Goutham Chakravarthi

With this being the Olympics year, and with Usain Bolt being its main attraction of the Olympics’ blue-ribbon event – men’s 100m – here is a re-look at the race that stunned the world, when he ran the 100m in an astonishing time of 9.58 seconds.

August 19, 2009

Every batsman around the world must be thanking his heavens that Usain Bolt gave up fast bowling for sprinting. At 6’5” and capable of doing the 100 meter dash swifter than I can in my car, if his bowling speeds was anywhere near his sprinting deeds he’d have been a handful!

Cricket’s loss is athletics’ gain. On Sunday in Berlin he decimated his Olympics time of 9.69 seconds by 0.11 seconds to stun the sports world. Sprint records are meant to be broken incrementally like in long jump, pole vault or high jump.

Here, within a span of 9 and half seconds, he went a generation ahead of everyone else like Jesse Owens did with his long jump leap at the 1936 Berlin Olympics. If anything, it is befitting that both should have happened at Berlin where Hitler wanted to demonstrate the superiority of Aryan race over ethnic African race.
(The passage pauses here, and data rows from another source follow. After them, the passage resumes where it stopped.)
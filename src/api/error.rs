use axum::{
    Json,
    extract::{
        multipart::MultipartRejection,
        rejection::{JsonRejection, QueryRejection},
    },
    http::StatusCode,
    response::{IntoResponse, Response},
};
use serde_json::json;
use thiserror::Error;
use tracing::{error, warn};

use crate::{spotify::SpotifyError, storage::StorageError};

/// Errors returned by the HTTP handlers, rendered as `{"detail": "..."}`.
#[derive(Debug, Error)]
pub enum ApiError {
    #[error("Missing or invalid Authorization header")]
    MissingToken,

    #[error("{0}")]
    BadRequest(String),

    #[error("{0}")]
    NotFound(String),

    #[error("Failed to exchange authorization code")]
    TokenExchange(#[source] SpotifyError),

    #[error("Failed to refresh access token")]
    TokenRefresh(#[source] SpotifyError),

    #[error(transparent)]
    Spotify(#[from] SpotifyError),

    #[error(transparent)]
    Storage(#[from] StorageError),
}

impl ApiError {
    pub fn status(&self) -> StatusCode {
        match self {
            ApiError::MissingToken => StatusCode::UNAUTHORIZED,
            ApiError::BadRequest(_) => StatusCode::BAD_REQUEST,
            ApiError::NotFound(_) => StatusCode::NOT_FOUND,
            ApiError::TokenExchange(_) | ApiError::TokenRefresh(_) => StatusCode::BAD_REQUEST,
            ApiError::Spotify(e) => match e {
                SpotifyError::Unauthorized => StatusCode::UNAUTHORIZED,
                SpotifyError::RateLimited { .. } => StatusCode::TOO_MANY_REQUESTS,
                SpotifyError::EmptyPlaylist(_) => StatusCode::NOT_FOUND,
                SpotifyError::Status { status, .. } if *status == StatusCode::NOT_FOUND => {
                    StatusCode::NOT_FOUND
                }
                SpotifyError::InvalidUrl(_) => StatusCode::INTERNAL_SERVER_ERROR,
                SpotifyError::Http(_) | SpotifyError::Status { .. } => StatusCode::BAD_GATEWAY,
            },
            ApiError::Storage(_) => StatusCode::INTERNAL_SERVER_ERROR,
        }
    }

    fn detail(&self) -> String {
        match self {
            ApiError::Spotify(SpotifyError::EmptyPlaylist(_)) => {
                "No tracks found in playlist".to_string()
            }
            ApiError::Spotify(SpotifyError::Http(_) | SpotifyError::Status { .. }) => {
                "Failed to fetch data from Spotify".to_string()
            }
            ApiError::Storage(_) => "Storage backend failure".to_string(),
            other => other.to_string(),
        }
    }
}

impl From<QueryRejection> for ApiError {
    fn from(rejection: QueryRejection) -> Self {
        ApiError::BadRequest(rejection.body_text())
    }
}

impl From<JsonRejection> for ApiError {
    fn from(rejection: JsonRejection) -> Self {
        ApiError::BadRequest(rejection.body_text())
    }
}

impl From<MultipartRejection> for ApiError {
    fn from(rejection: MultipartRejection) -> Self {
        ApiError::BadRequest(rejection.body_text())
    }
}

impl IntoResponse for ApiError {
    fn into_response(self) -> Response {
        let status = self.status();
        if status.is_server_error() {
            error!(error = %self, source = ?std::error::Error::source(&self), "request failed");
        } else {
            warn!(error = %self, %status, "request rejected");
        }

        (status, Json(json!({ "detail": self.detail() }))).into_response()
    }
}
Sample this: since Jim Hines became the first man to go under 10 seconds in the 1968 Mexico City Olympics to set the then world record, it has been broken 12 times since.

Bolt: Simply the best

The world record time has never been bettered by more than 0.05 seconds – when Maurice Green clocked 9.79 seconds in Athens (1999) he broke Donovon Bailey’s 1996 Atlanta gold medal winning performance of 9.84 seconds by 0.05 seconds.

Ben Johnson did thrash Calvin Smith’s world record of 9.93 seconds by 0.10 seconds in Rome in 1987 only for his time of 9.83 seconds to be disallowed along with all his other achievements between 1981 and 1988 after testing positive right after winning the Seoul Olympics gold with another world record time of 9.79 seconds.
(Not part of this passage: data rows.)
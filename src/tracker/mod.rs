//! The watcher side: browser signals in, finalized sessions out.

use std::{path::PathBuf, sync::Arc};

use anyhow::Result;
use tokio::sync::mpsc;
use tokio_util::sync::CancellationToken;
use tracing::error;

use crate::{
    aggregate::{
        purge_sweep,
        recorder::Recorder,
        store::{BucketStore, JsonBucketStore},
        SWEEP_INTERVAL,
    },
    classify::CategoryConfig,
    store::EntryStore,
    sync::{HttpSink, StoreSink, SyncSink},
    utils::clock::{Clock, DefaultClock},
};

pub mod machine;
pub mod module;
pub mod pipeline;
pub mod shutdown;
pub mod signal;

use machine::ClosedSession;
use module::SignalModule;
use pipeline::SessionPipeline;
use signal::{SignalSource, StdinSignalSource};

pub struct WatchConfig {
    /// Application directory holding buckets, categories and the entry log.
    pub dir: PathBuf,
    /// Remote entry endpoint. When absent, sessions are mirrored into the
    /// embedded entry log instead.
    pub endpoint: Option<String>,
    pub user_id: Option<String>,
    pub retention_days: u64,
}

/// Represents the starting point for the watcher. Runs until the signal
/// stream ends or ctrl-c is received.
pub async fn run_watcher(config: WatchConfig) -> Result<()> {
    let categories = CategoryConfig::load(&config.dir.join("categories.json"))?;

    let sink: Arc<dyn SyncSink> = match &config.endpoint {
        Some(endpoint) => Arc::new(HttpSink::new(endpoint.clone())),
        None => Arc::new(StoreSink::new(EntryStore::open(
            config.dir.join("entries.db"),
        )?)),
    };

    let (sender, receiver) = mpsc::channel::<ClosedSession>(10);
    let shutdown_token = CancellationToken::new();

    let bucket_store = Arc::new(JsonBucketStore::new(config.dir.join("buckets"))?);

    let collector = create_collector(
        sender,
        Box::new(StdinSignalSource::new()),
        &shutdown_token,
        DefaultClock,
    );
    let pipeline = create_pipeline(
        receiver,
        bucket_store.clone(),
        categories,
        sink,
        config.user_id.clone(),
        DefaultClock,
    );
    let sweep = purge_sweep(
        bucket_store,
        Box::new(DefaultClock),
        config.retention_days,
        SWEEP_INTERVAL,
        shutdown_token.clone(),
    );

    let (_, collection_result, pipeline_result, sweep_result) = tokio::join!(
        shutdown::detect_shutdown(shutdown_token.clone()),
        async {
            // The collector also finishes on its own when the host closes the
            // stream, release the other tasks in that case.
            let result = collector.run().await;
            shutdown_token.cancel();
            result
        },
        pipeline.run(),
        sweep,
    );

    if let Err(e) = collection_result {
        error!("Signal module got an error {:?}", e);
    }
    if let Err(e) = pipeline_result {
        error!("Session pipeline got an error {:?}", e);
    }
    if let Err(e) = sweep_result {
        error!("Purge sweep got an error {:?}", e);
    }

    Ok(())
}

fn create_collector(
    sender: mpsc::Sender<ClosedSession>,
    source: Box<dyn SignalSource>,
    shutdown_token: &CancellationToken,
    clock: impl Clock,
) -> SignalModule {
    SignalModule::new(sender, source, shutdown_token.clone(), Box::new(clock))
}

fn create_pipeline<S: BucketStore>(
    receiver: mpsc::Receiver<ClosedSession>,
    bucket_store: S,
    categories: CategoryConfig,
    sink: Arc<dyn SyncSink>,
    user_id: Option<String>,
    clock: impl Clock,
) -> SessionPipeline<S> {
    let recorder = Recorder::new(bucket_store, Box::new(clock));
    SessionPipeline::new(receiver, recorder, categories, sink, user_id)
}

#[cfg(test)]
mod watcher_tests {
    use std::{
        sync::{Arc, Mutex},
        time::Duration,
    };

    use anyhow::Result;
    use async_trait::async_trait;
    use chrono::{DateTime, Duration as ChronoDuration, NaiveDate, NaiveDateTime, NaiveTime, TimeZone, Utc};
    use tempfile::tempdir;
    use tokio::sync::mpsc;
    use tokio_util::sync::CancellationToken;

    use crate::{
        aggregate::store::{BucketStore, JsonBucketStore},
        classify::CategoryConfig,
        store::{EntryFilter, EntryStore},
        sync::StoreSink,
        tracker::{
            create_collector, create_pipeline,
            machine::ClosedSession,
            signal::{BrowserSignal, MockSignalSource},
        },
        utils::{clock::Clock, logging::TEST_LOGGING},
    };

    const TEST_START_DATE: NaiveDateTime =
        NaiveDateTime::new(NaiveDate::from_ymd_opt(2018, 7, 4).unwrap(), NaiveTime::MIN);

    /// Advances ten seconds on every reading, so each applied signal closes
    /// a ten second session deterministically.
    struct SteppingClock {
        current: Mutex<DateTime<Utc>>,
    }

    impl SteppingClock {
        fn new() -> Self {
            Self {
                current: Mutex::new(Utc.from_utc_datetime(&TEST_START_DATE)),
            }
        }
    }

    #[async_trait]
    impl Clock for SteppingClock {
        fn now(&self) -> DateTime<Utc> {
            let mut current = self.current.lock().unwrap();
            let value = *current;
            *current += ChronoDuration::seconds(10);
            value
        }

        async fn sleep(&self, duration: Duration) {
            tokio::time::sleep(duration).await;
        }
    }

    fn test_signals() -> Vec<BrowserSignal> {
        vec![
            BrowserSignal::FocusGained {
                url: "https://github.com/pulls".into(),
                title: "Pulls".into(),
            },
            BrowserSignal::FocusGained {
                url: "https://www.youtube.com/watch".into(),
                title: "Cats".into(),
            },
            BrowserSignal::FocusLost,
        ]
    }

    /// Very simple smoke test wiring mock signals through the collector and
    /// pipeline down to the bucket store and the embedded entry log.
    #[tokio::test]
    async fn smoke_test_watcher() -> Result<()> {
        *TEST_LOGGING;

        let mut source = MockSignalSource::new();
        let mut items = test_signals().into_iter();
        source
            .expect_next_signal()
            .returning(move || Ok(items.next()))
            .times(4);

        let dir = tempdir()?;
        let bucket_store = Arc::new(JsonBucketStore::new(dir.path().to_path_buf())?);
        let entry_store = EntryStore::open_in_memory()?;

        let mut categories = CategoryConfig::default();
        categories.assign("github.com", crate::classify::Category::Productive);

        let shutdown_token = CancellationToken::new();
        let (sender, receiver) = mpsc::channel::<ClosedSession>(10);

        let collector = create_collector(
            sender,
            Box::new(source),
            &shutdown_token,
            SteppingClock::new(),
        );
        let pipeline = create_pipeline(
            receiver,
            bucket_store.clone(),
            categories,
            Arc::new(StoreSink::new(entry_store.clone())),
            Some("tester".into()),
            crate::utils::clock::DefaultClock,
        );

        let (collection_result, pipeline_result) = tokio::join!(collector.run(), pipeline.run());
        collection_result?;
        pipeline_result?;

        let bucket = bucket_store.load(Utc::now().date_naive()).await?;
        assert_eq!(bucket.domains.len(), 2);
        assert_eq!(bucket.domains["github.com"].total_time_seconds, 10);
        assert_eq!(bucket.domains["youtube.com"].total_time_seconds, 10);

        // The mirror writes are detached, give them a moment.
        let mut entries = vec![];
        for _ in 0..50 {
            entries = entry_store.fetch(&EntryFilter::default())?;
            if entries.len() == 2 {
                break;
            }
            tokio::time::sleep(Duration::from_millis(10)).await;
        }
        assert_eq!(entries.len(), 2);
        assert!(entries.iter().all(|v| v.user_id.as_deref() == Some("tester")));

        Ok(())
    }
}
That it took another 12 years for anyone to get to that mark of 9.79 seconds shows how difficult it is to nick a good 1/10th of a second off the world record. Bolt has now smashed his last world record of 9.69 seconds from Beijing Olympics by 0.11 seconds. It has never happened before that a sprint record is bettered by so much, at least since electronic timing came into the sport in 1977.

He is the only person to have breached the 9.7 and 9.6 seconds’ barrier. Now he says he can go under 9.5 seconds! The next fastest time ever is 9.71 seconds – Tyson Gay (0.13 seconds behind). Asafa Powell’s best is 9.72 seconds.

The 12 fastest men after Bolt are separated by a mere 0.15 seconds between them. It simply shows how much he is dominating his sport and how far ahead he is from anyone else.

It is not like Sergei Bubka and Yelena Isinbayeva bettering their pole vault world records by a centimeter or two each time, it is like bettering it by 15 centimeters at one go (Bubka took more than 10 years to better his world record by 20 cms and Isinbayeva has taken 4 years to increase her record to 5.05m after breaking the 5m barrier in London in July, 2005)!

Bolt is sprinting his way to becoming the greatest athlete of them all. 9.58 seconds! I still can’t believe it!

This article appeared on Bleacher Report on August 19, 2009.